Problem to work on |
Each time a line of the listing holds "derive", copy that line.
Data records START
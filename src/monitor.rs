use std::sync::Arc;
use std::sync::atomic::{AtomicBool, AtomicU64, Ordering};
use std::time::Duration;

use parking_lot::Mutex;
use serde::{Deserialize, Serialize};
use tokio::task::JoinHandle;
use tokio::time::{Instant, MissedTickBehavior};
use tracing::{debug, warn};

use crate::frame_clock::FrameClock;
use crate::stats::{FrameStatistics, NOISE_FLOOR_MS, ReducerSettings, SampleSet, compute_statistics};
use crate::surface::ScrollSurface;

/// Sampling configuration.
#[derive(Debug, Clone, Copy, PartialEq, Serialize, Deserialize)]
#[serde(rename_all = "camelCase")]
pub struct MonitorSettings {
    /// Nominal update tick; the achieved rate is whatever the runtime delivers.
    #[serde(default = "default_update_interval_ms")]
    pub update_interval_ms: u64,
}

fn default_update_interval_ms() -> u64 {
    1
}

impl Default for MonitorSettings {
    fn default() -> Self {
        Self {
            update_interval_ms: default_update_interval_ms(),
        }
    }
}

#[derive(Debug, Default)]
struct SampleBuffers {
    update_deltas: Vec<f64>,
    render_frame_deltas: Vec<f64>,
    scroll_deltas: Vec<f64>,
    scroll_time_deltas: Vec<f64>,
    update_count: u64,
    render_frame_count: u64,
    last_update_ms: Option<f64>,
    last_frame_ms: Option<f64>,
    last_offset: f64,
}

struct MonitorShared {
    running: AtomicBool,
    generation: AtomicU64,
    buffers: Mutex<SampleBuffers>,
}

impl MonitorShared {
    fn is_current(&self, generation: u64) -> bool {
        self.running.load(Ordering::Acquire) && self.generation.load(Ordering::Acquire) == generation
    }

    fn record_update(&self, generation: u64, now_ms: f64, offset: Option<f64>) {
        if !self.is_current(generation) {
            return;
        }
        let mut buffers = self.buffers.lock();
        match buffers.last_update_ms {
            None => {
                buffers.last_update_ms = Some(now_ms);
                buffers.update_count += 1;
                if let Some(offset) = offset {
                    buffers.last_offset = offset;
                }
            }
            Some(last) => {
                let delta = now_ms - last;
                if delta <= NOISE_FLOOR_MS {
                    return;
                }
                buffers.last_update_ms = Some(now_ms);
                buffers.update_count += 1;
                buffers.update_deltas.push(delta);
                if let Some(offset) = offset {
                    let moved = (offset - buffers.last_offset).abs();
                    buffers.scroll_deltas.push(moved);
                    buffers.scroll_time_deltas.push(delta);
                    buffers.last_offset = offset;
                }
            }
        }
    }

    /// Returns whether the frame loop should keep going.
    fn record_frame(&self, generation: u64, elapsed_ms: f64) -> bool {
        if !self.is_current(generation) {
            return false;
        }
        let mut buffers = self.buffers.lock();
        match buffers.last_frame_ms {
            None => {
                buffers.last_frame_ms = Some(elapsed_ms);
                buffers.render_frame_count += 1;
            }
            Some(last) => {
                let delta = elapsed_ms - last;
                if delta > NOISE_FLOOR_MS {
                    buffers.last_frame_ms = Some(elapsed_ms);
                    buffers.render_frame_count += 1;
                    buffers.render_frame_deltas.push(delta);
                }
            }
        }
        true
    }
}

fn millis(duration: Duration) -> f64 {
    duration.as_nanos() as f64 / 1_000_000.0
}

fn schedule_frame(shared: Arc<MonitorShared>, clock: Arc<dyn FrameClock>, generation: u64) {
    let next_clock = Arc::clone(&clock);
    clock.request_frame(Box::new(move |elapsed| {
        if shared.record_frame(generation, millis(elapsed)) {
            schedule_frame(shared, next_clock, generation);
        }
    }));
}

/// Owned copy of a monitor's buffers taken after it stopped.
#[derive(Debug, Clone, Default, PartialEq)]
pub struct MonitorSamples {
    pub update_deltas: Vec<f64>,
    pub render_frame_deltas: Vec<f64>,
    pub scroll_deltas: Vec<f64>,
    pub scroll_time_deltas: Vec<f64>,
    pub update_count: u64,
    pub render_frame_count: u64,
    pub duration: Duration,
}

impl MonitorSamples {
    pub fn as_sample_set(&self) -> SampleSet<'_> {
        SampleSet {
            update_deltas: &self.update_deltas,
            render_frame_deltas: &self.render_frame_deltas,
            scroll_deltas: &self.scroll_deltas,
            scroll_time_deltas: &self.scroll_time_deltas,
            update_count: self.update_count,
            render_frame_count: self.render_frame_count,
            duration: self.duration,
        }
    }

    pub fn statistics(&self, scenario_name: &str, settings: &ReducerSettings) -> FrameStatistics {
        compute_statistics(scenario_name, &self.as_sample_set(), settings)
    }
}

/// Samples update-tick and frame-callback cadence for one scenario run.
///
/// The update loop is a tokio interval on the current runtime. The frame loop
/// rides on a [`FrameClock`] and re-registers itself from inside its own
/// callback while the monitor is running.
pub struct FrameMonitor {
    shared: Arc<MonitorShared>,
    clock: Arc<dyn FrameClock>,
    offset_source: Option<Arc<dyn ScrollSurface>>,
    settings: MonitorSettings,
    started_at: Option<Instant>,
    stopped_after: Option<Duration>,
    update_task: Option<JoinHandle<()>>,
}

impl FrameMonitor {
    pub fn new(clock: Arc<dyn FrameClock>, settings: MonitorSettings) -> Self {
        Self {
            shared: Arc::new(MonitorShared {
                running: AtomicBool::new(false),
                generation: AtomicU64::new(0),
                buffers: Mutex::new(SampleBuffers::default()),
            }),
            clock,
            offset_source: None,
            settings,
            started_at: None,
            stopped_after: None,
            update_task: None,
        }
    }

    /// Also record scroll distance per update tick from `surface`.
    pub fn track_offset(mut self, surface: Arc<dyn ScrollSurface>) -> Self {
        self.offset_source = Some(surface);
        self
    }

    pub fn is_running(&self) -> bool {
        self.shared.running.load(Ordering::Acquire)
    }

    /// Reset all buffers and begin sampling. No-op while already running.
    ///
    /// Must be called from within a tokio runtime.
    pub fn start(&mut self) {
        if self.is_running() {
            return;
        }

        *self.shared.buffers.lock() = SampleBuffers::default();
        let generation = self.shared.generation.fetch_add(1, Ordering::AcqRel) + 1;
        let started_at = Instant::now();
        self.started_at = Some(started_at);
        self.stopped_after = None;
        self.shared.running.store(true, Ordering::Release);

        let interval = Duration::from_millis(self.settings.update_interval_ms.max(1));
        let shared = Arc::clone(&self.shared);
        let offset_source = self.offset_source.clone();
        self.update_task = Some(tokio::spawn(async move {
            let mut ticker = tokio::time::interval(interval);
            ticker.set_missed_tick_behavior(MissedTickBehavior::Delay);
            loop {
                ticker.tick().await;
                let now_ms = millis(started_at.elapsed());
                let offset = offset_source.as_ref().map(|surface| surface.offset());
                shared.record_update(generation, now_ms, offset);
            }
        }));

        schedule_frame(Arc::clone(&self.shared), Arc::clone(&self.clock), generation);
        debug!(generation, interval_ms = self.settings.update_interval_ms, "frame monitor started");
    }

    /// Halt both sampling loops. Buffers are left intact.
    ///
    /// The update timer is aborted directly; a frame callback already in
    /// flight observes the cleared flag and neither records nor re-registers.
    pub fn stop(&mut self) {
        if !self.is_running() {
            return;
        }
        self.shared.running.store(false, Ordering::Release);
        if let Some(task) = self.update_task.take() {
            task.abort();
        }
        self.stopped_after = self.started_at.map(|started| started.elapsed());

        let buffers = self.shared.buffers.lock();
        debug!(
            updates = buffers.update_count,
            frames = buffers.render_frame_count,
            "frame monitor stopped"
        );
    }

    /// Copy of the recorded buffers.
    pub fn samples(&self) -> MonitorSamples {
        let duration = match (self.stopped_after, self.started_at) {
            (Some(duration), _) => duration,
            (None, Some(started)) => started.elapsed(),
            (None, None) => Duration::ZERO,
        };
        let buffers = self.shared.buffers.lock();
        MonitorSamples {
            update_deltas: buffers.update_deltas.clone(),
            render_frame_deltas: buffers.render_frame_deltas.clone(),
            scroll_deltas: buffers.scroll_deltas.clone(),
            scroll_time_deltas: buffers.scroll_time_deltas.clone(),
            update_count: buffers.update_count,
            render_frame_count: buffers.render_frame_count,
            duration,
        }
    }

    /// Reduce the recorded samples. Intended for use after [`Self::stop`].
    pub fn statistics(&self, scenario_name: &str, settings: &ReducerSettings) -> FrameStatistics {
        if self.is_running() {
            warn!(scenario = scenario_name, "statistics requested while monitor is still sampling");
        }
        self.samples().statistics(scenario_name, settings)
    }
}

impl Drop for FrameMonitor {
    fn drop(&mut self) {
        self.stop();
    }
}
Data records END
Data records START
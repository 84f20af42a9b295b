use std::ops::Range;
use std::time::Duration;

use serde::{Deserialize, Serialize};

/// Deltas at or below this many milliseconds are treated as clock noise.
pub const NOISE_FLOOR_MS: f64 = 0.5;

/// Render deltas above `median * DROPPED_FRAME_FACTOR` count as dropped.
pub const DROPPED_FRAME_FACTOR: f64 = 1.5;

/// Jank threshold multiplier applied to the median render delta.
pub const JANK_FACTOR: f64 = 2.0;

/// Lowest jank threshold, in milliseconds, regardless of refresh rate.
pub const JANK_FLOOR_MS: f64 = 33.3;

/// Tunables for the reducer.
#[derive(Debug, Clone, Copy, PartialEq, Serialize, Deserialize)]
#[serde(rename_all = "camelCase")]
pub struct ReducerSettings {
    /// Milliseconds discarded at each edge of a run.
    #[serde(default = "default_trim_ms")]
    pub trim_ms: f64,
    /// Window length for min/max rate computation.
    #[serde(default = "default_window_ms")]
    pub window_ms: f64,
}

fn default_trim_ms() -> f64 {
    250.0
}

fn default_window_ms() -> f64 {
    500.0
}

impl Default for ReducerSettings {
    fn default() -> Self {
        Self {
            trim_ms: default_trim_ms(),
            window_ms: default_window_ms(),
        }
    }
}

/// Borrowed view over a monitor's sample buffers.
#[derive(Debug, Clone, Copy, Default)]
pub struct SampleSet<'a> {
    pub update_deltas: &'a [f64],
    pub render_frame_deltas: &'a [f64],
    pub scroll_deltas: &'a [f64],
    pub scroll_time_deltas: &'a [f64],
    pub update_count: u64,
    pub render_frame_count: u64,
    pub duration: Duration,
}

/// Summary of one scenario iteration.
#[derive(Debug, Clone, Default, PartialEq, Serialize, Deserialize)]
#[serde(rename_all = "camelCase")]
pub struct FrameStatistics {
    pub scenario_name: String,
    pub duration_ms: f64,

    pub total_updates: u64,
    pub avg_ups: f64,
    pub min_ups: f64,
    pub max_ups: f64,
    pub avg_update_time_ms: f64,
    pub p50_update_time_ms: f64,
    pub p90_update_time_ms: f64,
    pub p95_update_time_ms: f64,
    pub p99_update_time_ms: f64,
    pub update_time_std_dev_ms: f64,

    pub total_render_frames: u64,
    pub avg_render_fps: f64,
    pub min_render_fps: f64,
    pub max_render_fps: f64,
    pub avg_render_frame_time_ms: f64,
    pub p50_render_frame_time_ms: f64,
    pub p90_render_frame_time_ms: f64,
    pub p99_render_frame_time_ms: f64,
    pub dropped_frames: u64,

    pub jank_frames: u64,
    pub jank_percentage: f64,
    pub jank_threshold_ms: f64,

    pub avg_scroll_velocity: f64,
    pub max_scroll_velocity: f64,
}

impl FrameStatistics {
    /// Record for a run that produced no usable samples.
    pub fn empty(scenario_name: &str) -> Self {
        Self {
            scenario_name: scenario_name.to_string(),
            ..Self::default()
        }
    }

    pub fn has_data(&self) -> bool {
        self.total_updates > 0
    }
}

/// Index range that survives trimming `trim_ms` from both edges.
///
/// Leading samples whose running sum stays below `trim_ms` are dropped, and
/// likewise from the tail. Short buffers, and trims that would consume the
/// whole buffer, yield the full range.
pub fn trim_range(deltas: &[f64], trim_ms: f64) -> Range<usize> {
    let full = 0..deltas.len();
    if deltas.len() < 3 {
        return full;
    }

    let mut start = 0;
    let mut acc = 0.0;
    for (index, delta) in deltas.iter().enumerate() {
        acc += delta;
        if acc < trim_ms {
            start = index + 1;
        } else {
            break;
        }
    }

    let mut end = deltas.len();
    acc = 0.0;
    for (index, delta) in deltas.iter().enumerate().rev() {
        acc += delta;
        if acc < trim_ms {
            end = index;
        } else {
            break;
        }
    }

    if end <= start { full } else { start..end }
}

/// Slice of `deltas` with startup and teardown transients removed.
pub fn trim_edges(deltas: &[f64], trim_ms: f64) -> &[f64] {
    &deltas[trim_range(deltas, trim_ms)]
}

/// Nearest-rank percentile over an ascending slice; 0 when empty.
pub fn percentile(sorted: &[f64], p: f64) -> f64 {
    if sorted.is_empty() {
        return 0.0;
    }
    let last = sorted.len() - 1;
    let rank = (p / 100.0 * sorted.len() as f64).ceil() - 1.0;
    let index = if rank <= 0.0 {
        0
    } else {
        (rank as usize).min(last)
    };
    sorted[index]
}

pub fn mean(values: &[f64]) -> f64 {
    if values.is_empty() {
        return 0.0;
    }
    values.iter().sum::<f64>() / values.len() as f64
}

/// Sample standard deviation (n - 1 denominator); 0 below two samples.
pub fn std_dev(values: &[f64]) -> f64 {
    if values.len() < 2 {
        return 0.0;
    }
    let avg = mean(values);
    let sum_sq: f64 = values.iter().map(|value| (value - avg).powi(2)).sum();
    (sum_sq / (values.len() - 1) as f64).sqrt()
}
Data records END
Result |
#[derive(Debug, Clone, Copy, PartialEq, Serialize, Deserialize)]
#[derive(Debug, Default)]
#[derive(Debug, Clone, Default, PartialEq)]
#[derive(Debug, Clone, Copy, PartialEq, Serialize, Deserialize)]
#[derive(Debug, Clone, Copy, Default)]
#[derive(Debug, Clone, Default, PartialEq, Serialize, Deserialize)]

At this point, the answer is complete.